If your server already tracks time (e.g. from request logs or its own session model), you can disable heartbeats entirely by passing time: false. The client still provides the activity.end() ergonomics, but no TimeSpentEvents are sent.
const activity = timeback.activity.start({ id: 'lesson-1', name: 'Fractions', course: { subject: 'Math', grade: 3 }, runId: progress.runId, time: false,})// No heartbeats during the session — end() closes the activity without sending time dataawait activity.end()
When using time: false, the server must report time via the time parameter in
timeback.activity.record(). Do not use both heartbeats and server-side time — this will
double-count. See the server reference for details.
When a student completes an activity, as determined by your app’s logic, the backend records the result using timeback.activity.record(). This sends an ActivityCompletedEvent to the Caliper API and runs the full pipeline including gradebook and XP.Pass the same runId from the frontend to correlate heartbeats with the completion event.
See the reference for full parameter documentation.

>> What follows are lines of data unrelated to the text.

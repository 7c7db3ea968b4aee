use vidrelay_core::Config;

#[tokio::main]
async fn main() -> Result<(), anyhow::Error> {
    // Load configuration
    let config = Config::from_env()?;

    // Initialize the application (ledger, sink, worker pool, routes)
    let (state, router) = vidrelay_api::setup::initialize_app(config.clone()).await?;

    // Start the server
    vidrelay_api::setup::server::start_server(&config, router).await?;

    if let Some(queue) = state.queue.as_ref() {
        queue.shutdown().await;
    }

    Ok(())
}
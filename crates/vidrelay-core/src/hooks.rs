//! Downstream trigger seam
//!
//! The orchestrator calls [`CompletionHook::job_completed`] after a job has been
//! recorded as `Completed`. Implementations own their retry policy; an `Ok`
//! result lets the caller set the ledger's webhook-fired marker.

use async_trait::async_trait;

use crate::models::Job;

#[async_trait]
pub trait CompletionHook: Send + Sync {
    /// Deliver the completion notification for `job`.
    async fn job_completed(&self, job: &Job) -> anyhow::Result<()>;
}

/// Used when no downstream endpoint is configured. Always succeeds.
pub struct NoOpCompletionHook;

#[async_trait]
impl CompletionHook for NoOpCompletionHook {
    async fn job_completed(&self, _job: &Job) -> anyhow::Result<()> {
        Ok(())
    }
}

Only include time when the frontend uses time: false. If heartbeats
are active (the default), the platform already has the time data — passing time here would
double-count. See the full server reference
for all parameters.
The runId is the correlation key between frontend heartbeats and backend completion. Save
it to your database as soon as the activity starts.
Use a fresh runId for new attempts after completion
When a student starts a new attempt of a previously completed activity, do not reuse the old
runId. Omit it from activity.start() to generate a fresh one — otherwise new heartbeats
would be incorrectly correlated with the old completion event.
Only call activity.end() without args on the frontend
Completion should come from the backend via timeback.activity.record(). The frontend
should always use activity.end() (no metrics) to flush time data only.